Twitty honors slave ancestors by teaching about plantation food
By Harriet P. Gross

Meet Michael Twitty, descendent from African slaves of the American South.
He’s 34 years old, a native of Washington D.C. who now lives in nearby Rockville, Md. and a man who’s loved food since he was a child. In young adulthood, he began to think of it as a serious career path — not the preparation of food, but interpreting it.
Now he’s called a “culinary historian,” a specialist in what was cooked and eaten on old plantations by folks like his forebears, who were conscripted into hard field work, had to make do with whatever raw edibles were at hand and managed to turn those bits and pieces into dishes of beans and greens that have since made their way onto virtually all Southern tables — and beyond.
The kicker is that Twitty is Jewish. At Howard University, that most famed of all African-American colleges, where he was studying anthropology with an emphasis on Africa, he discovered an affinity for Judaism based largely on the fact that its adherents have as necessary and meaningful a relationship with food, as did his own ancestors. And a lot of that same spunky ability to survive almost anything. He converted a decade ago, and today teaches in two suburban synagogues.

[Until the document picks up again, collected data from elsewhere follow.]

//! # Growtacular - Raspberry Pi sensor bring-up console
//!
//! Polls the environmental sensors of a Growtacular grow box and prints the
//! readings to the console on a fixed interval.
//!
//! ## Sensors
//!
//! - **DS18B20 probes**: one or more on the one-wire bus, read through sysfs
//! - **DHT11 / DHT22**: air temperature and humidity on a GPIO pin (feature-gated)
//! - **BME280**: temperature, humidity and pressure over I2C (feature-gated)
//! - **ADS1115**: soil moisture probe voltage over I2C (feature-gated)
//!
//! ## Quick Start
//!
//! ```rust,no_run
//! use growtacular::{Report, SensorCollector, SensorConfig, TemperatureUnit};
//!
//! fn main() -> Result<(), Box<dyn std::error::Error>> {
//!     let mut collector = SensorCollector::from_config(&SensorConfig::default())?;
//!     let snapshot = collector.collect_snapshot();
//!     print!("{}", Report::new(&snapshot, TemperatureUnit::Fahrenheit));
//!     Ok(())
//! }
//! ```

pub mod config;
pub mod error;
pub mod report;
pub mod sensors;
pub mod units;

// Re-export public API
pub use config::SensorConfig;
pub use error::{Result, SensorError};
pub use report::Report;
pub use sensors::{
    collector::SensorCollector,
    data::{AirReading, ClimateReading, MoistureReading, ProbeReading, SensorFault, SensorKind, SensorSnapshot},
    onewire::OneWireBus,
    traits::{AirSensor, ClimateSensor, MoistureSensor},
};
pub use units::TemperatureUnit;

/// The default polling interval in milliseconds
pub const DEFAULT_INTERVAL_MS: u64 = 5000;
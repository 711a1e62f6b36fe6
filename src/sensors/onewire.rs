//! DS18B20 temperature probes read through the kernel w1 sysfs interface.
//!
//! With `w1-gpio` and `w1-therm` loaded, every probe on the bus shows up as
//! `/sys/bus/w1/devices/28-xxxxxxxxxxxx/w1_slave`. Reading that file triggers
//! a conversion and returns two lines:
//!
//! ```text
//! 72 01 4b 46 7f ff 0e 10 57 : crc=57 YES
//! 72 01 4b 46 7f ff 0e 10 57 t=23125
//! ```

use crate::config::OneWireConfig;
use crate::error::{Result, SensorError};
use crate::sensors::data::ProbeReading;
use std::fs;
use std::path::{Path, PathBuf};
use std::process::Command;
use std::thread;
use std::time::Duration;
use tracing::{debug, warn};

/// Pause between reads while the CRC line reports `NO`.
pub const CRC_RETRY_DELAY: Duration = Duration::from_millis(200);

const SLAVE_FILE: &str = "w1_slave";

/// A probe directory found under the sysfs base dir.
#[derive(Debug, Clone, PartialEq, Eq)]
pub struct OneWireDevice {
    pub id: String,
    pub path: PathBuf,
    /// 1-based index after sorting by id
    pub position: usize,
}

/// The set of probes sharing one family prefix.
#[derive(Debug, Clone)]
pub struct OneWireBus {
    base_dir: PathBuf,
    family: String,
    crc_attempts: u32,
    retry_delay: Duration,
}

impl OneWireBus {
    pub fn new(base_dir: impl Into<PathBuf>, family: impl Into<String>) -> Self {
        Self {
            base_dir: base_dir.into(),
            family: family.into(),
            crc_attempts: 10,
            retry_delay: CRC_RETRY_DELAY,
        }
    }

    pub fn from_config(config: &OneWireConfig) -> Self {
        Self::new(&config.base_dir, &config.family).with_crc_attempts(config.crc_attempts)
    }

    /// Set how many reads are tried before a probe counts as not ready.
    pub fn with_crc_attempts(mut self, attempts: u32) -> Self {
        self.crc_attempts = attempts.max(1);
        self
    }

    pub fn with_retry_delay(mut self, delay: Duration) -> Self {
        self.retry_delay = delay;
        self
    }

    pub fn base_dir(&self) -> &Path {
        &self.base_dir
    }

    /// List probe directories, sorted by device id.
    pub fn discover(&self) -> Result<Vec<OneWireDevice>> {
        let mut devices = Vec::new();

        for entry in fs::read_dir(&self.base_dir)? {
            let entry = entry?;
            let id = entry.file_name().to_string_lossy().to_string();
            if id.starts_with(&self.family) {
                devices.push(OneWireDevice {
                    id,
                    path: entry.path(),
                    position: 0,
                });
            }
        }

        devices.sort_by(|a, b| a.id.cmp(&b.id));
        for (index, device) in devices.iter_mut().enumerate() {
            device.position = index + 1;
        }
        debug!("Discovered {} one-wire device(s) in {}", devices.len(), self.base_dir.display());
        Ok(devices)
    }

    /// Read one probe, retrying while its CRC check fails.
    pub fn read_device(&self, device: &OneWireDevice) -> Result<ProbeReading> {
        let slave = device.path.join(SLAVE_FILE);

        for attempt in 1..=self.crc_attempts {
            let text = fs::read_to_string(&slave)?;
            match parse_w1_slave(&text)? {
                Some(millidegrees) => {
                    return Ok(ProbeReading {
                        device_id: device.id.clone(),
                        position: device.position,
                        celsius: millidegrees as f32 / 1000.0,
                    });
                }
                None => {
                    debug!("{}: CRC not valid on attempt {}", device.id, attempt);
                    if attempt < self.crc_attempts {
                        thread::sleep(self.retry_delay);
                    }
                }
            }
        }

        Err(SensorError::not_ready(format!(
            "{} failed CRC after {} reads",
            device.id, self.crc_attempts
        )))
    }

    /// Read every discovered probe. A failing probe does not hide the rest.
    pub fn read_all(&self) -> Result<Vec<(OneWireDevice, Result<ProbeReading>)>> {
        let devices = self.discover()?;
        Ok(devices
            .into_iter()
            .map(|device| {
                let reading = self.read_device(&device);
                (device, reading)
            })
            .collect())
    }
}

/// Parse a `w1_slave` file into millidegrees Celsius.
///
/// Returns `Ok(None)` when the CRC line does not end in `YES`.
pub fn parse_w1_slave(text: &str) -> Result<Option<i32>> {
    let mut lines = text.lines();
    let crc_line = lines
        .next()
        .ok_or_else(|| SensorError::parse_error("w1_slave is empty"))?;

    if !crc_line.trim_end().ends_with("YES") {
        return Ok(None);
    }

    let data_line = lines
        .next()
        .ok_or_else(|| SensorError::parse_error("w1_slave is missing its data line"))?;
    let (_, value) = data_line
        .split_once("t=")
        .ok_or_else(|| SensorError::parse_error(format!("No t= field in '{}'", data_line.trim())))?;

    value
        .trim()
        .parse::<i32>()
        .map(Some)
        .map_err(|e| SensorError::parse_error(format!("Bad temperature '{}': {}", value.trim(), e)))
}

/// Load the w1 GPIO master and thermometer drivers.
pub fn load_kernel_modules() {
    for module in ["w1-gpio", "w1-therm"] {
        match Command::new("modprobe").arg(module).status() {
            Ok(status) if status.success() => debug!("Loaded kernel module {}", module),
            Ok(status) => warn!("modprobe {} exited with {}", module, status),
            Err(e) => warn!("Failed to run modprobe {}: {}", module, e),
        }
    }
}

#[cfg(test)]
mod tests {
    use super::*;

    const GOOD: &str = "72 01 4b 46 7f ff 0e 10 57 : crc=57 YES\n72 01 4b 46 7f ff 0e 10 57 t=23125\n";

    #[test]
    fn test_parse_valid() {
        assert_eq!(parse_w1_slave(GOOD).unwrap(), Some(23125));
    }

    #[test]
    fn test_parse_negative() {
        let text = "5e ff 4b 46 7f ff 02 10 0d : crc=0d YES\n5e ff 4b 46 7f ff 02 10 0d t=-10125\n";
        assert_eq!(parse_w1_slave(text).unwrap(), Some(-10125));
    }

    #[test]
    fn test_parse_crc_failure() {
        let text = "72 01 4b 46 7f ff 0e 10 57 : crc=57 NO\n72 01 4b 46 7f ff 0e 10 57 t=23125\n";
        assert_eq!(parse_w1_slave(text).unwrap(), None);
    }

    #[test]
    fn test_parse_missing_field() {
        let text = "72 01 4b 46 7f ff 0e 10 57 : crc=57 YES\n72 01 4b 46 7f ff 0e 10 57\n";
        assert!(matches!(parse_w1_slave(text), Err(SensorError::Parse(_))));
        assert!(parse_w1_slave("").is_err());
    }

    #[test]
    fn test_parse_garbage_value() {
        let text = "00 : crc=00 YES\n00 t=abc\n";
        assert!(parse_w1_slave(text).is_err());
    }
}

I first learned about this man from relatives in Western Pennsylvania, an area that some of Twitty’s mother’s relatives moved to after the Civil War. He particularly likes Pittsburgh — so do I; it’s my hometown — because it was a prime stop on the Underground Railroad that helped slaves find freedom. Some of his cousins live nearby. So he picked this place for a preview of the two-month trek he’ll be starting out on next Tuesday, which he calls his “Southern Discomfort Tour.”
I’m grateful to Post-Gazette newspaperwoman Gretchen McKay for some quotes she garnered while interviewing Twitty as he introduced his plans with a recent talk at Carnegie Mellon University. He called his presentation “More Than Slave Food: The African Roots of American Foodways.”
“I was so tired of people talking about ‘the slaves,’” is how he puts it. “That wasn’t a job description. It was people being separated from humanity. Those were real people who had real names. And ate real food.”
The touring idea actually started almost six years ago, when Twitty published a little book of his own family recipes and those he collected from other descendants of slaves. Pretty soon, he was asked to give cooking demonstrations, and in 2010 he started a website, Then, just last year, he decided to take everything on the road, visit the plantation areas once populated by slaves, and give workshops highlighting their real but largely undervalued contributions to the development of what is today considered American Southern cuisine.
His two-month tour will be round-trip: Maryland to Louisiana and back. He’s counting on people to let him and his six-man team work their farms and watch him cook, and betting that a few churches and other organizations will offer them a meal once in a while. He’ll raise money through donations and presentations, and will leave most of it behind in the black communities he visits, doing service projects that will mainly involve community gardening.
In Virginia, Colonial Williamsburg’s History Center has already signed on for a cooking demonstration in July that will show how runaway slaves survived as they fled to freedom.
Maryland’s Chesapeake Bay Maritime Museum has had an exhibition that got an incredibly high rating from Kate Livie, its education director: “He wants to get as close as possible to the experience of the enslaved person. Just watch him cook over an open fire in 100- degree heat — in bare feet…”
Throughout the tour, he’ll collect stories, heirloom seeds and more recipes while doing the hard work of returning human dignity to those who had little or none. This he’ll accomplish by teaching people about a legacy: the slaves’ important role in the world of Southern food.
“I’m not crazy,” he says, as he talks of them in the present tense. “I’m doing this for them, so they can hold their heads up with pride.”
You can read Twitty’s blog, or, better yet, follow him on his wonderfully named Twitter, @koshersoul. Not all his recipes can be kosher, of course, but he uses kosher salt in all of them and teaches how to substitute smoked turkey for those poor-folk staples, ham hocks and salt pork.
A fascinating foray into Tikkun Olam with this repairer of a world that no longer exists.